What are the best ways to go about avoiding too many bank fees?
Can the need to supply a large cash deposit be avoided?
What happens if there is a time delay between sale of first property and purchase of next property?
Thank you!
Hi Bronte
Certainly a few questions there.
When selling one property in order to buy another (talking ppor here – and moving up the property ladder) how does the mechanics of the mortgage basically work? In essence if the loan is portable it is merely a matter of undertaking a new valuation on the subject property and the loan being transferred to the new property. You will of coruse have to sign a new letter of offer and Mortgage Documents.
Does the existing mortgage on the first residence have to be paid out – and then a second mortgage applied for in order to purchase the second property? I am assuming that this relates to when the property is sold and a new property being purchased at the same time. What happens is the lender will make an offer subject to the disacharge or loan portability of the existing loan. Only issue of course is that the sale would need to settle first if you are relying on equity or cash to come from the intiial sale. Altenative is to look at a bridging style loan however this will be dependant on equity and over valuation.
Can a mortgage be 'rolled over' – carried on from one property to the next with an extra amount added to the existing mortgage to bridge the price difference? Think this has been answered above.

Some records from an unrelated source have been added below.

//! # sigil-client
//!
//! Protocol core of the Sigil chat client: friend handshake, end-to-end
//! encrypted messages, chunked file transfer and typing signals over an
//! untrusted relay. Presentation layers drive a [`Session`] (directly or via
//! [`runtime::spawn_session`]) and react to [`SessionEvent`]s.

pub mod channel;
pub mod cli;
pub mod config;
pub mod error;
pub mod events;
pub mod files;
mod handshake;
pub mod keyfile;
mod messaging;
pub mod registry;
pub mod runtime;
pub mod session;
pub mod transport;
pub mod typing;

#[cfg(test)]
mod testutil;

pub use channel::{ChannelEvent, EnvelopeChannel};
pub use config::{ClientConfig, ProtocolConfig};
pub use error::{ConfigError, SessionError};
pub use events::{FriendSummary, SessionEvent};
pub use files::OutgoingFile;
pub use registry::{Direction, FileAttachment, Friend, FriendRegistry, Message, Payload, TrustState};
pub use runtime::{spawn_session, SessionCommand};
pub use session::{LocalKeys, Session};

What are the best ways to go about avoiding too many bank fees? Some are not unavoidable however others depend on the lender you use. Fees are not necessarily a bad thing if the benefits outweight the costs.
Can the need to supply a large cash deposit be avoided? Depending on what you classify a large deposit. Normally most lenders will require between a 5-10% deposit as well as sufficient to cover your acqusition costs.

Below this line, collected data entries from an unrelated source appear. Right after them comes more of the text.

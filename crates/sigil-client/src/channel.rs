//! The envelope channel between the session and whatever transport carries
//! frames to the relay. Sending is fire-and-forget: a successful `send` only
//! means the envelope was queued, the relay never acknowledges delivery.

use tokio::sync::mpsc;
use tracing::debug;

use sigil_shared::Envelope;

use crate::error::{Result, SessionError};

/// Outbound half, held by the session.
#[derive(Debug, Clone)]
pub struct EnvelopeChannel {
    tx: mpsc::Sender<Envelope>,
}

impl EnvelopeChannel {
    /// Create a channel plus the receiver the transport drains, in FIFO order.
    pub fn new(capacity: usize) -> (Self, mpsc::Receiver<Envelope>) {
        let (tx, rx) = mpsc::channel(capacity);
        (Self { tx }, rx)
    }

    pub async fn send(&self, envelope: Envelope) -> Result<()> {
        debug!(
            kind = envelope.kind(),
            to = ?envelope.to.as_ref().map(|p| p.as_str()),
            "Queueing envelope"
        );
        self.tx
            .send(envelope)
            .await
            .map_err(|_| SessionError::ChannelClosed)
    }
}

/// Inbound events from the transport: lifecycle plus parsed frames.
#[derive(Debug, Clone)]
pub enum ChannelEvent {
    Opened,
    Frame(Envelope),
    Closed { code: Option<u16> },
    Failed(String),
}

What happens if there is a time delay between sale of first property and purchase of next property? Depends on a number of factors equity, serviceability and which is settling first.

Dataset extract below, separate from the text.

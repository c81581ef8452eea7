//! Helper functions shared by templates, the generator and the server

mod url;

pub use url::*;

Richard Taylor | Australia's leading private lender
Thanks RIchard!
Er…yes, certainly am asking a lot of questions…trying to finally get smart about this whole business.
I am currently waiting a call back from the mortgage lender to get some details regarding portability of the loan.
Yes, the plan is to sell property A before purchasing property B….and yes, I understand that additional finance would need to be in place before the second property is bought – but just am uncertain of the time frame. For instance letters of offer have a 30/60/90 day (forgotten the exact duration!) life – and presume the same thing would apply here.
Basically, the situation is this:
Sell property A for 230-250k
Mortgage currently has 190k remaining
Purchase property B at a price of 380-400k
Am moving to a larger city, where prices are higher – but income levels support a much larger mortgage repayment. Would like to avoid renting in new location.
So trying to sort out how to go about things in the most simple way possible. I need to go back and read older posts here to learn!
Thanks!
If you will need to borrow more you will need to re-qualify for the loan again. Even if the loan is portable – i think probably most are, in theory, though in practice it is just as easy to discharge the loan and start again. Hope you are not with one of those non-bank lenders – exit fees can be high and things messy.
Terryw | Structuring Lawyers Pty Ltd / Loan Structuring Pty Ltd
http://www.Structuring.com.au
Email MeLawyer, Mortgage Broker and Tax Advisor (Sydney based but advising Aust wide) http://www.Structuring.com.au
Yes exit fees can get you especially with a non-bank lender. I was with Rams and they set up with a 5 yr interest only loan on my PPOR so now I can't switch to paying P & I until 2011. Also found out that if I want to refinance with another bank they did not like my loans being all Interest Only.
Westpac advised me that I was only paying Interest Only and not paying down any principle. Good to know now that they change the view on these types of loans.
Has anyone here renegotiated a loan with RHG? I am stuck with them until I can leave which will be who knows!!!!